Task to carry out: When a line in the data below includes "begin", pick it out and copy it.

Data to process:
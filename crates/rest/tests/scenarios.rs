use bytes::Bytes;
use http::{Method, Request, StatusCode, Version, header};
use micro_rest::converter::{
    Accepts, ConverterRegistry, FromStrConverter, JsonConverter, MultipartForm, MultipartFormConverter, Tuple3, Tuple3Converter,
};
use micro_rest::router::{self, Arguments, Router, Signature, create_uri};
use micro_rest::{EntityType, MediaType, NegotiationError, RestError, RestService, RoutingError, parse_accept};
use serde::{Deserialize, Serialize};

#[derive(Debug, Clone, Copy, PartialEq, Eq)]
enum Api {
    ShowUser,
    CreateUser,
    Search,
    Triple,
}

#[derive(Debug, Clone, PartialEq, Serialize, Deserialize)]
struct User {
    id: u64,
    name: String,
}

fn routes() -> Vec<micro_rest::Route<Api>> {
    vec![
        router::get(Signature::builder().path("/users").variable::<u64>("id").build().unwrap(), Api::ShowUser)
            .with_response_entity(EntityType::of::<User>()),
        router::post(Signature::builder().path("/users").build().unwrap(), Api::CreateUser)
            .with_request_entity(EntityType::of::<User>())
            .with_response_entity(EntityType::of::<u64>()),
        router::get(
            Signature::builder()
                .path("/search")
                .optional_matrix::<String>("lang")
                .query::<String>("q")
                .optional_query::<u32>("page")
                .build()
                .unwrap(),
            Api::Search,
        ),
        router::get(Signature::builder().path("/triple").build().unwrap(), Api::Triple)
            .with_response_entity(triple_type()),
    ]
}

fn triple_type() -> EntityType {
    Tuple3::entity_type(EntityType::of::<i64>(), EntityType::of::<String>(), EntityType::of::<i64>())
}

fn registry() -> ConverterRegistry {
    ConverterRegistry::builder()
        .with_default_formats()
        .unwrap()
        .with_scalars()
        .unwrap()
        .register(JsonConverter::<User>::new())
        .unwrap()
        .register(Tuple3Converter::new())
        .unwrap()
        .build()
}

fn request(method: Method, uri: &str) -> http::request::Builder {
    Request::builder().method(method).uri(uri)
}

#[test]
fn users_by_id() {
    let router = Router::load(routes()).unwrap();

    let matched = router.resolve(&Method::GET, "/users/42").unwrap();
    assert_eq!(*matched.target(), Api::ShowUser);
    assert_eq!(matched.arguments().get("id"), Some("42"));

    assert!(matches!(router.resolve(&Method::GET, "/users/42/x"), Err(RoutingError::RouteNotFound { .. })));
    assert!(matches!(router.resolve(&Method::POST, "/users/42"), Err(RoutingError::MethodNotAllowed { .. })));
}

#[test]
fn long_prefers_text_plain() {
    let registry = ConverterRegistry::builder()
        .with_default_formats()
        .unwrap()
        .register(FromStrConverter::<i64>::with_accepts(Accepts::parse(["text/plain;q=0.8"]).unwrap()))
        .unwrap()
        .build();

    let accept = parse_accept("text/plain, application/json;q=0.9").unwrap();
    let selection = registry.lookup_for_encode(&EntityType::of::<i64>(), &accept).unwrap();
    assert_eq!(selection.media_type().essence(), "text/plain");
}

#[test]
fn string_is_not_acceptable_as_xml() {
    let accept = parse_accept("application/xml").unwrap();
    let error = registry().lookup_for_encode(&EntityType::of::<String>(), &accept).unwrap_err();
    assert!(matches!(error, NegotiationError::NotAcceptable { .. }));

    let error = RestError::from(error);
    assert_eq!(error.status(Version::HTTP_11), StatusCode::NOT_ACCEPTABLE);
}

#[test]
fn generic_triple_round_trips() {
    let registry = registry();
    let tuple = Tuple3::new(7_i64, String::from("seven"), -7_i64);
    let accept = [MediaType::any()];

    let encoded = registry.encode(&tuple, &triple_type(), &accept, Arguments::empty()).unwrap();
    assert_eq!(encoded.body(), &Bytes::from_static(b"7,seven,-7"));

    let (content_type, body) = encoded.into_parts();
    let entity = registry.decode(body, &triple_type(), &content_type, Arguments::empty()).unwrap();
    let decoded = entity.downcast_ref::<Tuple3>().unwrap();
    assert_eq!(decoded.get::<i64>(0), Some(&7));
    assert_eq!(decoded.get::<String>(1).map(String::as_str), Some("seven"));
    assert_eq!(decoded.get::<i64>(2), Some(&-7));
}

#[test]
fn create_user_with_json() {
    let service = RestService::new(Router::load(routes()).unwrap(), registry());
    let (parts, ()) = request(Method::POST, "/users")
        .header(header::CONTENT_TYPE, "application/json")
        .header(header::ACCEPT, "text/plain")
        .body(())
        .unwrap()
        .into_parts();

    let exchange = service.begin(&parts).unwrap();
    assert_eq!(*exchange.target(), Api::CreateUser);

    let entity = exchange.read_entity(Bytes::from_static(br#"{"id": 3, "name": "ada"}"#)).unwrap().unwrap();
    let user = entity.downcast_ref::<User>().unwrap();
    assert_eq!(user, &User { id: 3, name: "ada".into() });

    let response = exchange.write_entity(&user.id).unwrap();
    assert_eq!(response.headers()[header::CONTENT_TYPE], "text/plain");
    assert_eq!(response.body(), &Bytes::from_static(b"3"));

    let error = exchange.read_entity(Bytes::from_static(b"{")).unwrap_err();
    assert_eq!(exchange.error_response(error).status(), StatusCode::BAD_REQUEST);
}

#[test]
fn error_responses() {
    let service = RestService::new(Router::load(routes()).unwrap(), registry());

    let cases = [
        (request(Method::GET, "/nowhere"), StatusCode::NOT_FOUND),
        (request(Method::GET, "/search?page=2"), StatusCode::NOT_FOUND),
        (request(Method::DELETE, "/users/1"), StatusCode::METHOD_NOT_ALLOWED),
        (request(Method::DELETE, "/users/1").version(Version::HTTP_10), StatusCode::BAD_REQUEST),
        (request(Method::GET, "/users/abc"), StatusCode::BAD_REQUEST),
        (request(Method::GET, "/users/1").header(header::ACCEPT, "text/html"), StatusCode::NOT_ACCEPTABLE),
        (request(Method::GET, "/users/1").header(header::ACCEPT, "html"), StatusCode::BAD_REQUEST),
        (request(Method::POST, "/users").header(header::CONTENT_TYPE, "text/csv"), StatusCode::UNSUPPORTED_MEDIA_TYPE),
    ];

    for (builder, status) in cases {
        let (parts, ()) = builder.body(()).unwrap().into_parts();
        let error = service.begin(&parts).unwrap_err();
        let response = error.into_response(parts.version);
        assert_eq!(response.status(), status, "{} {}", parts.method, parts.uri);
    }
}

#[test]
fn uri_round_trip() {
    let router = Router::load(routes()).unwrap();
    let search = router.routes().find(|route| *route.target() == Api::Search).unwrap();

    let arguments = Arguments::new().with("q", "rust & tokio").with("lang", "en-GB").with("page", "3");
    let uri = create_uri(search, &arguments).unwrap();
    assert_eq!(uri, "/search;lang=en-GB?q=rust%20%26%20tokio&page=3");

    let matched = router.resolve(&Method::GET, &uri).unwrap();
    assert_eq!(*matched.target(), Api::Search);
    assert_eq!(matched.arguments(), &arguments);
}

#[test]
fn hot_reload() {
    let service = RestService::new(Router::load(routes()).unwrap(), registry());
    let (parts, ()) = request(Method::GET, "/triple").body(()).unwrap().into_parts();
    let in_flight = service.begin(&parts).unwrap();

    let ping = router::get(Signature::builder().path("/ping").build().unwrap(), Api::Search);
    service.reload([ping], ConverterRegistry::builder().with_default_formats().unwrap().build()).unwrap();

    let tuple = Tuple3::new(1_i64, String::from("one"), 1_i64);
    let response = in_flight.write_entity(&tuple).unwrap();
    assert_eq!(response.body(), &Bytes::from_static(b"1,one,1"));

    let error = service.begin(&parts).unwrap_err();
    assert!(matches!(error, RestError::Routing { source: RoutingError::RouteNotFound { .. } }));

    let (parts, ()) = request(Method::GET, "/ping").body(()).unwrap().into_parts();
    assert!(service.begin(&parts).is_ok());
}

#[test]
fn multipart_upload() {
    let upload = router::put(
        Signature::builder().path("/users").variable::<u64>("id").path("/avatar").build().unwrap(),
        Api::CreateUser,
    )
    .with_request_entity(EntityType::of::<MultipartForm>())
    .with_response_entity(EntityType::of::<u64>());
    let registry = ConverterRegistry::builder()
        .with_default_formats()
        .unwrap()
        .with_scalars()
        .unwrap()
        .register(MultipartFormConverter::new())
        .unwrap()
        .build();
    let service = RestService::new(Router::load([upload]).unwrap(), registry);

    let (parts, ()) = request(Method::PUT, "/users/9/avatar")
        .header(header::CONTENT_TYPE, "multipart/form-data; boundary=frontier")
        .body(())
        .unwrap()
        .into_parts();
    let exchange = service.begin(&parts).unwrap();
    assert_eq!(exchange.content_type().and_then(|ct| ct.get_param("boundary")).map(|b| b.as_str()), Some("frontier"));

    let body = Bytes::from_static(
        b"--frontier\r\nContent-Disposition: form-data; name=\"avatar\"; filename=\"me.png\"\r\n\
          Content-Type: image/png\r\n\r\n\
          PNGDATA\r\n--frontier--\r\n",
    );
    let entity = exchange.read_entity(body).unwrap().unwrap();
    let form = entity.downcast_ref::<MultipartForm>().unwrap();
    let avatar = form.file("avatar").unwrap();
    assert_eq!(avatar.filename(), Some("me.png"));
    assert_eq!(avatar.data(), &Bytes::from_static(b"PNGDATA"));

    let (parts, ()) = request(Method::PUT, "/users/9/avatar")
        .header(header::CONTENT_TYPE, "multipart/form-data")
        .body(())
        .unwrap()
        .into_parts();
    let exchange = service.begin(&parts).unwrap();
    let error = exchange.read_entity(Bytes::from_static(b"--x--")).unwrap_err();
    assert_eq!(exchange.error_response(error).status(), StatusCode::BAD_REQUEST);
}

Your response:
    let exchange = service.begin(&parts).unwrap();
        let error = service.begin(&parts).unwrap_err();
    let in_flight = service.begin(&parts).unwrap();
    let error = service.begin(&parts).unwrap_err();
    assert!(service.begin(&parts).is_ok());
    let exchange = service.begin(&parts).unwrap();
    let exchange = service.begin(&parts).unwrap();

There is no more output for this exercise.